#### [Task details]
In the data below, find each line that contains the word "LocationProvider" and copy it.
━━━ Record extracts ━━━
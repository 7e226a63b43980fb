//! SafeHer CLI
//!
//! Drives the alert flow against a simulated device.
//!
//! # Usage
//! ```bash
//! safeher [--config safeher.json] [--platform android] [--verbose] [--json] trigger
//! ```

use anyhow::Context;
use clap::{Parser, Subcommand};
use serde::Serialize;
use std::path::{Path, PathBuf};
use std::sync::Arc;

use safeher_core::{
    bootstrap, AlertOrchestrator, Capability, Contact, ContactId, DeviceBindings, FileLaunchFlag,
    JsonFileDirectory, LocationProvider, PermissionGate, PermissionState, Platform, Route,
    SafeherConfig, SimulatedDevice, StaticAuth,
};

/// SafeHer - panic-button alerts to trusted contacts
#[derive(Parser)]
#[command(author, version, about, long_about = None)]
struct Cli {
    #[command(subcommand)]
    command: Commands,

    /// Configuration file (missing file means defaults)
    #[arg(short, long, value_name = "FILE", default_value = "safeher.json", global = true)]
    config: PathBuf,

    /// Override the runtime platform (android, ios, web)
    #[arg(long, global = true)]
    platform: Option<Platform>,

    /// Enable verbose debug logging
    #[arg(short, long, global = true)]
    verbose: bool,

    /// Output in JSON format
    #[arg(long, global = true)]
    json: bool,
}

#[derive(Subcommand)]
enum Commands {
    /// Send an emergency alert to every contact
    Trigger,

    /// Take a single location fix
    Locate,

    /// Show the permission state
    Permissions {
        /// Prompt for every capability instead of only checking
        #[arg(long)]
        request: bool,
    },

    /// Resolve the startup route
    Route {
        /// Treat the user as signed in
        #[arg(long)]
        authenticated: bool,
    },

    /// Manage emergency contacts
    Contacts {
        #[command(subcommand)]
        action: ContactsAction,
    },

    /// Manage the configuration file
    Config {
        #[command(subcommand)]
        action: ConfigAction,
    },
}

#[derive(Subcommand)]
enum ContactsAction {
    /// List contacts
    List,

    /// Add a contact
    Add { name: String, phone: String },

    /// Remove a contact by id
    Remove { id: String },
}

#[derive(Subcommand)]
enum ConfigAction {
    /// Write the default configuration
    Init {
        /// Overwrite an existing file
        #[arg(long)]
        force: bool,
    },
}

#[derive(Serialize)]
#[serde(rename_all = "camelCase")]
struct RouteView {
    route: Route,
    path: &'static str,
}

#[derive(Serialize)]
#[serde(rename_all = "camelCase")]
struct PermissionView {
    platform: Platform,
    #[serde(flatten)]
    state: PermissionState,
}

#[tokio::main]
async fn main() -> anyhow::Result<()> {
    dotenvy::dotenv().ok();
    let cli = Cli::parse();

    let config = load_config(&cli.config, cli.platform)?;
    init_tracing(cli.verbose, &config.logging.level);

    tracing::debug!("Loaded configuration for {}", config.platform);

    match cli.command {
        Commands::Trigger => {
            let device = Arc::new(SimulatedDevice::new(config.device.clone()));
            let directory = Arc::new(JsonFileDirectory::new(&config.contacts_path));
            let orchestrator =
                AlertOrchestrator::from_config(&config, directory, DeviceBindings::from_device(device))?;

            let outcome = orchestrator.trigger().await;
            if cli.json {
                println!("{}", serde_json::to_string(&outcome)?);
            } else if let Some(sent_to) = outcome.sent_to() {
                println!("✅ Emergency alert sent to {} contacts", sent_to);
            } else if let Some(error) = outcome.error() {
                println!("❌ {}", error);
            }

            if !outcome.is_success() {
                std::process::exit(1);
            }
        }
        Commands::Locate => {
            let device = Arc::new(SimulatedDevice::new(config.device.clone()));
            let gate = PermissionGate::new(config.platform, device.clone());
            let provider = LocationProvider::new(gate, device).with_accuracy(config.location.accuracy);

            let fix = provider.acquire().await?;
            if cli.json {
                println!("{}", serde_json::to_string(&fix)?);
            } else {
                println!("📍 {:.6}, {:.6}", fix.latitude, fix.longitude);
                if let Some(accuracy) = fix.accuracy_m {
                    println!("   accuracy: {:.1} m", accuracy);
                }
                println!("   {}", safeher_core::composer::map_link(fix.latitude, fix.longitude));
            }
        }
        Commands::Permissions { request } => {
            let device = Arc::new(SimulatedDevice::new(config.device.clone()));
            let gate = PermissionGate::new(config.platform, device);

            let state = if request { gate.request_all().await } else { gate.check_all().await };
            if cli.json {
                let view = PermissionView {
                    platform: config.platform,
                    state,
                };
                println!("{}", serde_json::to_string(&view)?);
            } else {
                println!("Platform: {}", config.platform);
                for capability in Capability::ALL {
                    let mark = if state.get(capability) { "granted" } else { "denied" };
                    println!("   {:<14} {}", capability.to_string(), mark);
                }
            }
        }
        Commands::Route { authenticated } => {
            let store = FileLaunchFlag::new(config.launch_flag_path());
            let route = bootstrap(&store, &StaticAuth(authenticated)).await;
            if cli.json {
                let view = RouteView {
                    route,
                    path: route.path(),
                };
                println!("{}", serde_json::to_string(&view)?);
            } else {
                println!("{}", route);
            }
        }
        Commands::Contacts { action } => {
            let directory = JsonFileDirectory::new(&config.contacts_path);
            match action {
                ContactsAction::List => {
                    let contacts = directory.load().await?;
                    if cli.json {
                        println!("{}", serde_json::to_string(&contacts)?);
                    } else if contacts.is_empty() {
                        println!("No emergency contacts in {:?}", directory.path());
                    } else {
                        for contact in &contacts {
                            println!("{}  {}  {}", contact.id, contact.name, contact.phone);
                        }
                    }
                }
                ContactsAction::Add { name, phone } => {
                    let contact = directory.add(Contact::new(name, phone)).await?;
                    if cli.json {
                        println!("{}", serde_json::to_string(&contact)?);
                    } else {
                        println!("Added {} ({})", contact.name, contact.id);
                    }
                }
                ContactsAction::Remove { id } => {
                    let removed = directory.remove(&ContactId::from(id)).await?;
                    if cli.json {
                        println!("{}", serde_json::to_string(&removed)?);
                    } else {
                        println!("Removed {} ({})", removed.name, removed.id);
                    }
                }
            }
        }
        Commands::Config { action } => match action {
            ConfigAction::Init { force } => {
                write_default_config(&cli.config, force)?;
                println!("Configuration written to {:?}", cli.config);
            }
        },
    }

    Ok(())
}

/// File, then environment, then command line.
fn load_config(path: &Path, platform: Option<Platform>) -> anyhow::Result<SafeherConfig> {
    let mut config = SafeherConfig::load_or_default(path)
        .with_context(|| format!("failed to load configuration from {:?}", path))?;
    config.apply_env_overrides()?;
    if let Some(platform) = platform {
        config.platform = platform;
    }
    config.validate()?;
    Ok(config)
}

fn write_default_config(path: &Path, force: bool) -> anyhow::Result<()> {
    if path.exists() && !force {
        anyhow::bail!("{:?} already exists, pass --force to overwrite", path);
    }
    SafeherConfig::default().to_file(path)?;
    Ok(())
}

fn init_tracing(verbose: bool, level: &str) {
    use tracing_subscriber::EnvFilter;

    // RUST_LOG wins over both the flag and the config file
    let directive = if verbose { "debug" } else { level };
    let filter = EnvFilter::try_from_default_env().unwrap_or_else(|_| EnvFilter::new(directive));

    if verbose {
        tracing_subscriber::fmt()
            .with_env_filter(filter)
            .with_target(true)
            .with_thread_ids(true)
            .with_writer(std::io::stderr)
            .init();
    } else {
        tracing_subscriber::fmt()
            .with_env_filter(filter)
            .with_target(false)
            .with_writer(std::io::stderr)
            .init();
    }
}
━━━
━━━ Record extracts ━━━
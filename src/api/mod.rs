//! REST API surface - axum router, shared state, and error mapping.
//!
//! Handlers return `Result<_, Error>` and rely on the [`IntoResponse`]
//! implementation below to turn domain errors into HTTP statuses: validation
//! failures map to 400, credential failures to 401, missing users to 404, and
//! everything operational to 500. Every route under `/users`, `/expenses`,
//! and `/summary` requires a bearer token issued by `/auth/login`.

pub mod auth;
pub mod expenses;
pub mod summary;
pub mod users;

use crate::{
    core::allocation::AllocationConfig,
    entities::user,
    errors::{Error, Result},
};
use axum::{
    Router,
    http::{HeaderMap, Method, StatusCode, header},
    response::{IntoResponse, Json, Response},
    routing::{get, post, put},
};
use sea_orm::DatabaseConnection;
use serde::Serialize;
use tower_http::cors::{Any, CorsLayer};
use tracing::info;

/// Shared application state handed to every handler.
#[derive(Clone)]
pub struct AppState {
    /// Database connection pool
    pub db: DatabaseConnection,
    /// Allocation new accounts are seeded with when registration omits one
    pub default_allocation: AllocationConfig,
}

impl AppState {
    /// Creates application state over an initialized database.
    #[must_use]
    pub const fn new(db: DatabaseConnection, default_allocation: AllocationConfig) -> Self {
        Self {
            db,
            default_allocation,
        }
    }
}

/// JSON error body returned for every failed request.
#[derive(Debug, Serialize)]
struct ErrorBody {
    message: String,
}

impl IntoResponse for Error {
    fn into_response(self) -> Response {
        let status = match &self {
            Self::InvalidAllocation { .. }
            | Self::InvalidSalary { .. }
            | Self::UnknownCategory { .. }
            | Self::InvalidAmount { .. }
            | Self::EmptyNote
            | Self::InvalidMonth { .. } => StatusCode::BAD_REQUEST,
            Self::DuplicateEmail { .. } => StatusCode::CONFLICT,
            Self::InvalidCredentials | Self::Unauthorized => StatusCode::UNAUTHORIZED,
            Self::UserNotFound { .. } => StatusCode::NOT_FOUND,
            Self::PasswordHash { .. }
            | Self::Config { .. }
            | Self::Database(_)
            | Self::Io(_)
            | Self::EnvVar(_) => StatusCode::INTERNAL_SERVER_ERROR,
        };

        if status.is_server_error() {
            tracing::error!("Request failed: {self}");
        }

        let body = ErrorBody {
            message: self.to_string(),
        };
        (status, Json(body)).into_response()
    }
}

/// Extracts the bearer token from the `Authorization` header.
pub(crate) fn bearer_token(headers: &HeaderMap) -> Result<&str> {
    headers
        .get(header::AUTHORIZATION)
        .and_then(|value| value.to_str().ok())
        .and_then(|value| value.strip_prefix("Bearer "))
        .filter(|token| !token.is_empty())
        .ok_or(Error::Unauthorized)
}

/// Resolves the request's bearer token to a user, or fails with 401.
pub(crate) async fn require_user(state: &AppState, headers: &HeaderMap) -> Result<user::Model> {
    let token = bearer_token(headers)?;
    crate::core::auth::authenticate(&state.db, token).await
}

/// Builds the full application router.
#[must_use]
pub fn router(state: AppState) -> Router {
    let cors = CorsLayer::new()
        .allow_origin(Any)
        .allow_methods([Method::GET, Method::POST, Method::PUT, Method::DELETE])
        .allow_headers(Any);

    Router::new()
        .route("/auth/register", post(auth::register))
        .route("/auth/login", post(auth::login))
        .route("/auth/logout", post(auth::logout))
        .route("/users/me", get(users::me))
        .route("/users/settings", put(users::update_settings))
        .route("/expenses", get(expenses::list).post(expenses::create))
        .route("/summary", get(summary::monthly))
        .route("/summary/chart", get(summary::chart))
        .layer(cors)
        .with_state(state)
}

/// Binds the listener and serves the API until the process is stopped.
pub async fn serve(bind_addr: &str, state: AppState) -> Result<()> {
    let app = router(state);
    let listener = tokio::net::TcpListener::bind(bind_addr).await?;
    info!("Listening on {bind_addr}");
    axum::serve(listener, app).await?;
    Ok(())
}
━━━
#### [Solution to the exercise]
    JsonFileDirectory, LocationProvider, PermissionGate, PermissionState, Platform, Route,
            let provider = LocationProvider::new(gate, device).with_accuracy(config.location.accuracy);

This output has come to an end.